Swedish Radio’s Director-General Cilla Benkö: Attacks on journalists in the US show that words can be dangerous

While demonstrations against police violence and racism are sweeping the US, there have been alarming reports of journalists being violently attacked by both police and demonstrators. The ground for these attacks has been laid by frenzied rhetoric, with the media time after time identified as the enemy.

By Cilla Benkö, Director-General, Swedish Radio

Cilla Benkö Swedish Radio
Cilla Benkö. Credit: Mattias Ahlm/Sveriges Radio

The United States is reeling from the worst violence to be seen in the country for many years. The extensive protests, which began after an unarmed black man, George Floyd, was suffocated to death in connection with a police intervention on 25 May, are dividing the country and highlighting long-standing injustices and conflicts. Journalists all across the US are shouldering the important and difficult task of trying to understand and explain what is happening right now by raising their voices and being the public’s eyes on the ground. But the situation is tense. A large number of journalists have been targeted and attacked by both police and demonstrators.

On the night of 30 May, Expressen’s US correspondent Nina Svanberg was hit by tear gas and a rubber bullet in her leg after police in Minneapolis shot at a group of journalists. A few hours later, freelance journalist Linda Tirano permanently lost sight in one of her eyes after being hit by one of the police’s rubber bullets. The day before, a TV team from CNN were arrested by police in the middle of a live broadcast, even though they were standing where they had been told to stand, and despite loudly and clearly offering to move wherever the police wanted them to move. And outside the White House, Fox News reporter Leland Vittert and his team were driven away by masked demonstrators.

Read more: The Public Media Alliance condemns attacks on journalists and media workers during protests in the USA

Testimony from journalists who have suffered violent attacks in connection with the ongoing demonstrations in the US continues to flow in. According to an independent US organisation, the Freedom of the Press Foundation, over 300 violations of media freedom, including 49 arrests, have been documented since the demonstrations began.

On Twitter, President Donald Trump has accused the media of having caused the demonstrations and of being ‘bad people with sick agendas’ who fuel ‘hatred and anarchy’ and spread ‘fake news’. The media have been repeatedly identified as forces intent on destroying democracy and the ‘enemies of the American people’ during Trump’s presidency.

Labelling journalists as villains, and identifying independent media as an elite in opposition to the rest of society, is part of a populist message that has gained an increasingly strong foothold throughout the world in recent years, including in Europe.
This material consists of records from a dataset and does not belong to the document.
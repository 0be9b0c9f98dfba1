pub mod batch;
pub mod entity_repository;
pub mod error;
pub mod http_entity_repository;
pub mod in_memory_entity_repository;

pub use entity_repository::{BoxFuture, EntityRepository, Listing, StoredEntity};
pub use error::{RepositoryError, RepositoryResult};
pub use http_entity_repository::HttpEntityRepository;
pub use in_memory_entity_repository::InMemoryEntityRepository;
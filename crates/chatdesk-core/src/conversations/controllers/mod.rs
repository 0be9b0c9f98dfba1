pub mod conversation_controller;
pub mod message_controller;
pub mod replay_controller;

use crate::app::EpicContext;
use crate::conversations::ConversationAction;
use crate::conversations::models::Conversation;

/// Side effects of conversation actions. Runs after the action was reduced.
pub fn handle(ctx: &EpicContext, action: &ConversationAction, previous: Option<Conversation>) {
    use ConversationAction as A;
    use conversation_controller as conversations;
    use message_controller as messages;
    use replay_controller as replay;

    match action {
        A::Init | A::InitFoldersAndConversations => conversations::init(ctx),
        A::SelectConversations { ids } => conversations::upload_selected(ctx, ids),
        A::UploadConversationsByIds { ids } => conversations::upload_by_ids(ctx, ids),
        A::CreateNewConversations { names } => conversations::create_new(ctx, names),
        A::DuplicateConversation { id } => conversations::duplicate(ctx, id),
        A::UpdateConversation { id, values } => conversations::update(ctx, id, values, previous),
        A::SaveConversation { id } => conversations::save(ctx, id),
        A::DeleteConversations {
            ids,
            suppress_notice,
        } => conversations::delete(ctx, ids, *suppress_notice),
        A::DeleteChosen => conversations::delete_chosen(ctx),
        A::DeleteFolder { id } => conversations::delete_folder(ctx, id),
        A::RenameFolder { id, name } => conversations::rename_folder(ctx, id, name),
        A::MoveFolder { id, parent } => conversations::move_folder(ctx, id, parent),
        A::SelectForCompare { id } => conversations::select_for_compare(ctx, id),

        A::UpdateMessage { id, .. }
        | A::DeleteMessage { id, .. }
        | A::ClearConversationMessages { id }
        | A::EndReplayConversation { id } => {
            ctx.dispatch(A::SaveConversation { id: id.clone() })
        }

        A::SendMessages {
            message,
            delete_count,
        } => messages::send_messages(ctx, message, *delete_count),
        A::SendMessage { id, message, .. } => messages::send_message(ctx, id, message),
        A::StreamMessage { id } => messages::stream_message(ctx, id),
        A::StreamMessageSuccess { .. } => replay::advance_replays(ctx),
        A::StopStreamMessage => messages::stop_streaming(ctx),
        A::RegenerateMessage => messages::regenerate(ctx),
        A::RateMessage {
            id,
            message_index,
            rating,
        } => messages::rate(ctx, id, *message_index, *rating, previous),

        A::ReplayConversations { ids, replay_as_is } => {
            replay::start_replay(ctx, ids, *replay_as_is)
        }
        A::ReplayConversation { id, is_restart } => replay::replay_step(ctx, id, *is_restart),
        A::ResumeReplayWithVariables { id, .. } => ctx.dispatch(A::ReplayConversation {
            id: id.clone(),
            is_restart: false,
        }),
        A::StopReplayConversation | A::PlaybackStop | A::PlaybackCancel => {
            replay::abort_session(ctx)
        }
        A::PlaybackConversations { ids } => replay::start_playback(ctx, ids),
        A::PlaybackNextMessageStart => replay::playback_next(ctx),

        A::InitSuccess { .. }
        | A::InitFail { .. }
        | A::UploadConversationsByIdsSuccess { .. }
        | A::AddConversations { .. }
        | A::CreateNewConversationSuccess { .. }
        | A::UpdateConversationSuccess { .. }
        | A::UpdateConversationFail { .. }
        | A::SaveConversationSuccess { .. }
        | A::SaveConversationFail { .. }
        | A::DeleteConversationsComplete { .. }
        | A::CreateAbortController(_)
        | A::MergeMessage { .. }
        | A::StreamMessageAborted { .. }
        | A::StreamMessageFail { .. }
        | A::RateMessageSuccess { .. }
        | A::RateMessageFail { .. }
        | A::ReplayRequiresVariables { .. }
        | A::PlaybackNextMessageEnd { .. }
        | A::PlaybackPrevMessage
        | A::SelectForCompareCompleted { .. }
        | A::SelectForCompareFail
        | A::CreateFolder { .. }
        | A::ApplyIdRemap { .. }
        | A::UploadFoldersSuccess { .. }
        | A::ToggleFolderCollapse { .. }
        | A::SetChosenConversations { .. }
        | A::SetChosenFolders { .. }
        | A::ResetChosen => {}
    }
}
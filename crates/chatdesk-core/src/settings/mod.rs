pub mod actions;
pub mod controllers;
pub mod models;
pub mod repositories;

pub use actions::ModelsAction;
pub use models::{AppConfig, LocalSettings, ModelsState};
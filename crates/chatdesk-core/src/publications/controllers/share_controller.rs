use futures::future::join_all;
use tracing::{info, warn};

use crate::app::EpicContext;
use crate::entities::{ApiKind, EntityId, FolderItem, LoadStatus};
use crate::publications::ShareAction;
use crate::repositories::{EntityRepository, StoredEntity};
use crate::services::ApiError;

pub fn handle(ctx: &EpicContext, action: &ShareAction) {
    use ShareAction as A;

    match action {
        A::Share { ids } => share(ctx, ids),
        A::AcceptInvitation { invitation_id } => accept(ctx, invitation_id),
        A::Revoke { ids } => revoke(ctx, ids),
        A::Discard { ids } => discard(ctx, ids),
        A::ShareSuccess { .. }
        | A::AcceptInvitationSuccess { .. }
        | A::RevokeSuccess { .. }
        | A::DiscardSuccess { .. }
        | A::ShareFail { .. } => {}
    }
}

fn fail(ctx: &EpicContext, error: &ApiError, message: &str) {
    warn!(error = ?error, "{message}");
    if error.is_unauthorized() {
        ctx.auth_required();
    }
    ctx.notify_error(message);
    ctx.dispatch(ShareAction::ShareFail {
        message: message.to_string(),
    });
}

fn share(ctx: &EpicContext, ids: &[EntityId]) {
    let ids = ids.to_vec();
    let task_ctx = ctx.clone();
    ctx.spawn(async move {
        let ctx = task_ctx;
        match ctx.services().shares.share(&ids).await {
            Ok(invitation_link) => {
                info!(resources = ids.len(), "Share invitation created");
                ctx.dispatch(ShareAction::ShareSuccess {
                    ids,
                    invitation_link,
                });
            }
            Err(e) => fail(&ctx, &e, "Failed to share."),
        }
    });
}

/// Bodies of the entities an invitation opened up; unreadable ones are skipped.
async fn fetch_shared<E: StoredEntity>(
    repository: &dyn EntityRepository<E>,
    ids: &[&EntityId],
) -> Vec<E> {
    let results = join_all(ids.iter().map(|id| repository.get(id))).await;
    ids.iter()
        .zip(results)
        .filter_map(|(id, result)| match result {
            Ok(mut entity) => {
                entity.set_entity_id((*id).clone());
                Some(entity)
            }
            Err(e) => {
                warn!(id = %id.encode(), error = ?e, "Failed to fetch shared entity");
                None
            }
        })
        .collect()
}

fn accept(ctx: &EpicContext, invitation_id: &str) {
    let invitation_id = invitation_id.to_string();
    let task_ctx = ctx.clone();
    ctx.spawn(async move {
        let ctx = task_ctx;
        let ids = match ctx.services().shares.accept(&invitation_id).await {
            Ok(ids) => ids,
            Err(e) => return fail(&ctx, &e, "Failed to accept the invitation."),
        };

        let of_kind = |kind: ApiKind| ids.iter().filter(|id| id.kind() == kind).collect::<Vec<_>>();
        let (conversation_ids, prompt_ids) = (of_kind(ApiKind::Conversations), of_kind(ApiKind::Prompts));
        let services = ctx.services();
        let (mut conversations, mut prompts) = tokio::join!(
            fetch_shared(services.conversations.as_ref(), &conversation_ids),
            fetch_shared(services.prompts.as_ref(), &prompt_ids),
        );
        for conversation in &mut conversations {
            conversation.status = LoadStatus::Loaded;
        }
        for prompt in &mut prompts {
            prompt.status = LoadStatus::Loaded;
        }

        info!(
            conversations = conversations.len(),
            prompts = prompts.len(),
            "Invitation accepted"
        );
        ctx.dispatch(ShareAction::AcceptInvitationSuccess {
            conversations,
            prompts,
        });
    });
}

fn revoke(ctx: &EpicContext, ids: &[EntityId]) {
    let ids = ids.to_vec();
    let task_ctx = ctx.clone();
    ctx.spawn(async move {
        let ctx = task_ctx;
        match ctx.services().shares.revoke(&ids).await {
            Ok(()) => ctx.dispatch(ShareAction::RevokeSuccess { ids }),
            Err(e) => fail(&ctx, &e, "Failed to unshare."),
        }
    });
}

fn discard(ctx: &EpicContext, ids: &[EntityId]) {
    let ids = ids.to_vec();
    let task_ctx = ctx.clone();
    ctx.spawn(async move {
        let ctx = task_ctx;
        match ctx.services().shares.discard(&ids).await {
            Ok(()) => ctx.dispatch(ShareAction::DiscardSuccess { ids }),
            Err(e) => fail(&ctx, &e, "Failed to remove shared items."),
        }
    });
}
Labelling journalists as villains, and identifying independent media as an elite in opposition to the rest of society, is part of a populist message that has gained an increasingly strong foothold throughout the world in recent years, including in Europe. In Sweden too, a number of political voices have pointed to the media as the root of many problems and as enemies of the people. By repeating these messages about the media as being part of a liberal establishment and as traitors to their own nations, populists attempt to devalue journalism and undermine its function as an independent force.
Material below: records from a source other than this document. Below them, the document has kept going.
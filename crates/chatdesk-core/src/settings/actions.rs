use super::models::{FunctionStatus, Model};

#[derive(Debug, Clone)]
pub enum ModelsAction {
    GetModels,
    GetModelsSuccess {
        models: Vec<Model>,
    },
    GetModelsFail {
        message: String,
        unauthorized: bool,
    },
    /// Recent/installed lists restored from local settings.
    InitLocalModels {
        recent: Vec<String>,
        installed: Vec<String>,
    },
    UpdateRecentModels {
        model_id: String,
    },
    AddInstalledModels {
        ids: Vec<String>,
    },
    RemoveInstalledModels {
        ids: Vec<String>,
    },
    Deploy {
        id: String,
    },
    Undeploy {
        id: String,
    },
    UpdateFunctionStatus {
        id: String,
        status: FunctionStatus,
    },
    /// A terminal status was observed for `id`; any poll for it stops.
    FunctionStatusTerminal {
        id: String,
        status: FunctionStatus,
    },
}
This is deeply worrying, especially in a crisis like the one we now find ourselves in. It is also something that all those who value and uphold freedom of expression and freedom of the press need to be alert to.
A hostile rhetoric from leading politicians risks legitimising threats and hate speech, and the step from there to even more serious attacks is relatively small.
Attacking a journalist is an attack on democracy itself. Restricting journalists’ ability to do their jobs means restricting citizens’ access to information and a variety of perspectives. It severely limits citizens’ ability to orient themselves within their society. The journalists at the demonstrations in the US are there so that they can tell everyone else what is happening. In the same way, journalists are now working close to people affected by Covid-19, so they can tell the stories of the people behind the statistics.

This does not mean, of course, that there should be no place for legitimate criticism of the media. On the contrary, it is extremely important for the media’s trustworthiness and editorial reflection that there is also someone who scrutinises the scrutiniser.
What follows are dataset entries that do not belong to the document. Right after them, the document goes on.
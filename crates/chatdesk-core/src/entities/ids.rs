use std::fmt;
use std::str::FromStr;

use percent_encoding::{AsciiSet, NON_ALPHANUMERIC, percent_decode_str, utf8_percent_encode};
use serde::{Deserialize, Serialize};
use thiserror::Error;

/// Bucket used for entities that only exist client-side and were never persisted.
pub const LOCAL_BUCKET: &str = "local";

/// Bucket holding published (organisation-wide) entities.
pub const PUBLIC_BUCKET: &str = "public";

/// Separator between an entity name and its published version.
const VERSION_SEPARATOR: &str = "__v";

/// How a literal separator inside a name is written, so it never reads as a version.
const ESCAPED_SEPARATOR: &str = "_%5Fv";

/// Characters left untouched when encoding a path segment (RFC 3986 unreserved).
const SEGMENT: &AsciiSet = &NON_ALPHANUMERIC
    .remove(b'-')
    .remove(b'_')
    .remove(b'.')
    .remove(b'~');

#[derive(Debug, Clone, PartialEq, Eq, Error)]
pub enum IdParseError {
    #[error("Entity id is empty")]
    Empty,

    #[error("Unknown resource kind `{0}`")]
    UnknownKind(String),

    #[error("Entity id `{0}` has no bucket")]
    MissingBucket(String),

    #[error("Entity id `{0}` has no name")]
    MissingName(String),

    #[error("Entity id `{0}` contains an invalid segment")]
    InvalidSegment(String),
}

/// Resource family an id belongs to. The kind is the first path segment.
#[derive(Debug, Clone, Copy, PartialEq, Eq, Hash, PartialOrd, Ord, Serialize, Deserialize)]
#[serde(rename_all = "lowercase")]
pub enum ApiKind {
    Conversations,
    Prompts,
    Files,
    Applications,
}

impl ApiKind {
    pub fn as_str(&self) -> &'static str {
        match self {
            ApiKind::Conversations => "conversations",
            ApiKind::Prompts => "prompts",
            ApiKind::Files => "files",
            ApiKind::Applications => "applications",
        }
    }

    pub fn parse(value: &str) -> Result<Self, IdParseError> {
        match value {
            "conversations" => Ok(ApiKind::Conversations),
            "prompts" => Ok(ApiKind::Prompts),
            "files" => Ok(ApiKind::Files),
            "applications" => Ok(ApiKind::Applications),
            other => Err(IdParseError::UnknownKind(other.to_string())),
        }
    }
}

impl fmt::Display for ApiKind {
    fn fmt(&self, f: &mut fmt::Formatter<'_>) -> fmt::Result {
        f.write_str(self.as_str())
    }
}

/// Who owns an entity, relative to the signed-in user.
#[derive(Debug, Clone, Copy, PartialEq, Eq, Hash)]
pub enum Locality {
    /// Exists only in client state; not yet written to the backend.
    Local,
    /// Persisted in the user's own bucket.
    Own,
    /// Lives in another user's bucket and was shared with us.
    SharedWithMe,
    /// Published to the organisation-wide bucket.
    Public,
}

impl Locality {
    pub fn is_external(&self) -> bool {
        matches!(self, Locality::SharedWithMe | Locality::Public)
    }
}

fn encode_segment(segment: &str) -> String {
    utf8_percent_encode(segment, SEGMENT).to_string()
}

fn decode_segment(raw: &str, whole: &str) -> Result<String, IdParseError> {
    let decoded = percent_decode_str(raw)
        .decode_utf8()
        .map_err(|_| IdParseError::InvalidSegment(whole.to_string()))?;
    if decoded.is_empty() {
        return Err(IdParseError::InvalidSegment(whole.to_string()));
    }
    Ok(decoded.into_owned())
}

/// A folder location: `{kind}/{bucket}/{segment}/{segment}...`.
///
/// The bucket root is a `FolderPath` with no segments. Every entity and
/// sub-folder id starts with the path of the folder that contains it.
#[derive(Debug, Clone, PartialEq, Eq, Hash, PartialOrd, Ord, Serialize, Deserialize)]
#[serde(try_from = "String", into = "String")]
pub struct FolderPath {
    kind: ApiKind,
    bucket: String,
    segments: Vec<String>,
}

impl FolderPath {
    pub fn root(kind: ApiKind, bucket: impl Into<String>) -> Self {
        Self {
            kind,
            bucket: bucket.into(),
            segments: Vec::new(),
        }
    }

    /// Root of the client-only bucket for `kind`.
    pub fn local_root(kind: ApiKind) -> Self {
        Self::root(kind, LOCAL_BUCKET)
    }

    pub fn new(kind: ApiKind, bucket: impl Into<String>, segments: Vec<String>) -> Self {
        Self {
            kind,
            bucket: bucket.into(),
            segments,
        }
    }

    pub fn kind(&self) -> ApiKind {
        self.kind
    }

    pub fn bucket(&self) -> &str {
        &self.bucket
    }

    pub fn segments(&self) -> &[String] {
        &self.segments
    }

    pub fn is_root(&self) -> bool {
        self.segments.is_empty()
    }

    /// Display name of the folder (last segment). `None` for a bucket root.
    pub fn name(&self) -> Option<&str> {
        self.segments.last().map(String::as_str)
    }

    pub fn parent(&self) -> Option<FolderPath> {
        if self.segments.is_empty() {
            return None;
        }
        let mut parent = self.clone();
        parent.segments.pop();
        Some(parent)
    }

    pub fn child(&self, name: impl Into<String>) -> FolderPath {
        let mut child = self.clone();
        child.segments.push(name.into());
        child
    }

    /// Same location under a different name (last segment replaced).
    pub fn renamed(&self, name: impl Into<String>) -> FolderPath {
        let mut renamed = self.clone();
        if let Some(last) = renamed.segments.last_mut() {
            *last = name.into();
        }
        renamed
    }

    /// True when `other` is inside this folder at any depth (strict).
    pub fn is_ancestor_of(&self, other: &FolderPath) -> bool {
        self.kind == other.kind
            && self.bucket == other.bucket
            && other.segments.len() > self.segments.len()
            && other.segments.starts_with(&self.segments)
    }

    /// True when `other` equals this folder or is inside it.
    pub fn contains(&self, other: &FolderPath) -> bool {
        self == other || self.is_ancestor_of(other)
    }

    /// Replace the `from` prefix with `to`. Returns `None` when `from` does not contain self.
    pub fn rebase(&self, from: &FolderPath, to: &FolderPath) -> Option<FolderPath> {
        if !from.contains(self) {
            return None;
        }
        let mut segments = to.segments.clone();
        segments.extend_from_slice(&self.segments[from.segments.len()..]);
        Some(FolderPath {
            kind: to.kind,
            bucket: to.bucket.clone(),
            segments,
        })
    }

    pub fn with_bucket(&self, bucket: impl Into<String>) -> FolderPath {
        FolderPath {
            kind: self.kind,
            bucket: bucket.into(),
            segments: self.segments.clone(),
        }
    }

    pub fn locality(&self, user_bucket: &str) -> Locality {
        locality_of(&self.bucket, user_bucket)
    }

    pub fn is_local(&self) -> bool {
        self.bucket == LOCAL_BUCKET
    }

    pub fn encode(&self) -> String {
        let mut out = format!("{}/{}", self.kind.as_str(), encode_segment(&self.bucket));
        for segment in &self.segments {
            out.push('/');
            out.push_str(&encode_segment(segment));
        }
        out
    }

    pub fn decode(value: &str) -> Result<Self, IdParseError> {
        let trimmed = value.trim_end_matches('/');
        if trimmed.is_empty() {
            return Err(IdParseError::Empty);
        }
        let mut parts = trimmed.split('/');
        let kind = ApiKind::parse(parts.next().unwrap_or_default())?;
        let bucket = parts
            .next()
            .ok_or_else(|| IdParseError::MissingBucket(value.to_string()))
            .and_then(|raw| decode_segment(raw, value))?;
        let segments = parts
            .map(|raw| decode_segment(raw, value))
            .collect::<Result<Vec<_>, _>>()?;
        Ok(Self {
            kind,
            bucket,
            segments,
        })
    }
}

impl fmt::Display for FolderPath {
    fn fmt(&self, f: &mut fmt::Formatter<'_>) -> fmt::Result {
        f.write_str(&self.encode())
    }
}

impl FromStr for FolderPath {
    type Err = IdParseError;

    fn from_str(s: &str) -> Result<Self, Self::Err> {
        Self::decode(s)
    }
}

impl TryFrom<String> for FolderPath {
    type Error = IdParseError;

    fn try_from(value: String) -> Result<Self, Self::Error> {
        Self::decode(&value)
    }
}

impl From<FolderPath> for String {
    fn from(value: FolderPath) -> Self {
        value.encode()
    }
}

fn locality_of(bucket: &str, user_bucket: &str) -> Locality {
    if bucket == LOCAL_BUCKET {
        Locality::Local
    } else if bucket == PUBLIC_BUCKET {
        Locality::Public
    } else if bucket == user_bucket {
        Locality::Own
    } else {
        Locality::SharedWithMe
    }
}

/// Composite identifier of a conversation, prompt, file or application:
/// `{kind}/{bucket}/{folder...}/{name}[__v{version}]`.
///
/// The backend uses the encoded id as the storage key, so renaming or moving an
/// entity always produces a new id.
#[derive(Debug, Clone, PartialEq, Eq, Hash, PartialOrd, Ord, Serialize, Deserialize)]
#[serde(try_from = "String", into = "String")]
pub struct EntityId {
    folder: FolderPath,
    name: String,
    version: Option<String>,
}

impl EntityId {
    pub fn new(folder: FolderPath, name: impl Into<String>) -> Self {
        Self {
            folder,
            name: name.into(),
            version: None,
        }
    }

    pub fn with_version(mut self, version: impl Into<String>) -> Self {
        self.version = Some(version.into());
        self
    }

    pub fn folder(&self) -> &FolderPath {
        &self.folder
    }

    pub fn name(&self) -> &str {
        &self.name
    }

    pub fn version(&self) -> Option<&str> {
        self.version.as_deref()
    }

    pub fn kind(&self) -> ApiKind {
        self.folder.kind
    }

    pub fn bucket(&self) -> &str {
        &self.folder.bucket
    }

    pub fn locality(&self, user_bucket: &str) -> Locality {
        self.folder.locality(user_bucket)
    }

    pub fn is_local(&self) -> bool {
        self.folder.is_local()
    }

    pub fn with_name(&self, name: impl Into<String>) -> EntityId {
        EntityId {
            folder: self.folder.clone(),
            name: name.into(),
            version: self.version.clone(),
        }
    }

    pub fn with_folder(&self, folder: FolderPath) -> EntityId {
        EntityId {
            folder,
            name: self.name.clone(),
            version: self.version.clone(),
        }
    }

    /// Move the id from a local bucket into the user's bucket, keeping its path.
    pub fn promoted(&self, user_bucket: &str) -> EntityId {
        if !self.is_local() {
            return self.clone();
        }
        self.with_folder(self.folder.with_bucket(user_bucket))
    }

    /// Re-root the id when one of its ancestor folders was renamed or moved.
    pub fn rebase(&self, from: &FolderPath, to: &FolderPath) -> Option<EntityId> {
        self.folder
            .rebase(from, to)
            .map(|folder| self.with_folder(folder))
    }

    /// The id shared by every published version of the same entity.
    pub fn version_group(&self) -> EntityId {
        EntityId {
            folder: self.folder.clone(),
            name: self.name.clone(),
            version: None,
        }
    }

    pub fn encode(&self) -> String {
        let mut last = encode_segment(&self.name).replace(VERSION_SEPARATOR, ESCAPED_SEPARATOR);
        if let Some(version) = &self.version {
            last.push_str(VERSION_SEPARATOR);
            last.push_str(&encode_segment(version));
        }
        format!("{}/{}", self.folder.encode(), last)
    }

    pub fn decode(value: &str) -> Result<Self, IdParseError> {
        if value.is_empty() {
            return Err(IdParseError::Empty);
        }
        let (folder_part, last) = value
            .rsplit_once('/')
            .ok_or_else(|| IdParseError::MissingName(value.to_string()))?;
        let folder = FolderPath::decode(folder_part)?;
        if folder.bucket.is_empty() || folder_part.split('/').count() < 2 {
            return Err(IdParseError::MissingName(value.to_string()));
        }
        let (raw_name, version) = split_version(last);
        let name = decode_segment(raw_name, value)?;
        let version = version
            .map(|raw| decode_segment(raw, value))
            .transpose()?;
        Ok(Self {
            folder,
            name,
            version,
        })
    }
}

/// Only treat the suffix as a version when it looks like one (`1`, `1.0.2`).
fn split_version(last: &str) -> (&str, Option<&str>) {
    if let Some((name, version)) = last.rsplit_once(VERSION_SEPARATOR) {
        let looks_like_version = !name.is_empty()
            && version.starts_with(|c: char| c.is_ascii_digit())
            && version.chars().all(|c| c.is_ascii_digit() || c == '.');
        if looks_like_version {
            return (name, Some(version));
        }
    }
    (last, None)
}

impl fmt::Display for EntityId {
    fn fmt(&self, f: &mut fmt::Formatter<'_>) -> fmt::Result {
        f.write_str(&self.encode())
    }
}

impl FromStr for EntityId {
    type Err = IdParseError;

    fn from_str(s: &str) -> Result<Self, Self::Err> {
        Self::decode(s)
    }
}

impl TryFrom<String> for EntityId {
    type Error = IdParseError;

    fn try_from(value: String) -> Result<Self, Self::Error> {
        Self::decode(&value)
    }
}

impl From<EntityId> for String {
    fn from(value: EntityId) -> Self {
        value.encode()
    }
}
But rarely has it been clearer that politicians who defend democracy and freedom of expression also need to stand up for free and independent journalism – in Sweden and in other countries.
The issue of how media freedom is being challenged worldwide needs to be raised more often and to a broader audience. It is in everyone’s interests that there are people with the courage to be the public’s eyes, and to let the voices of others be heard – even in the most difficult of circumstances.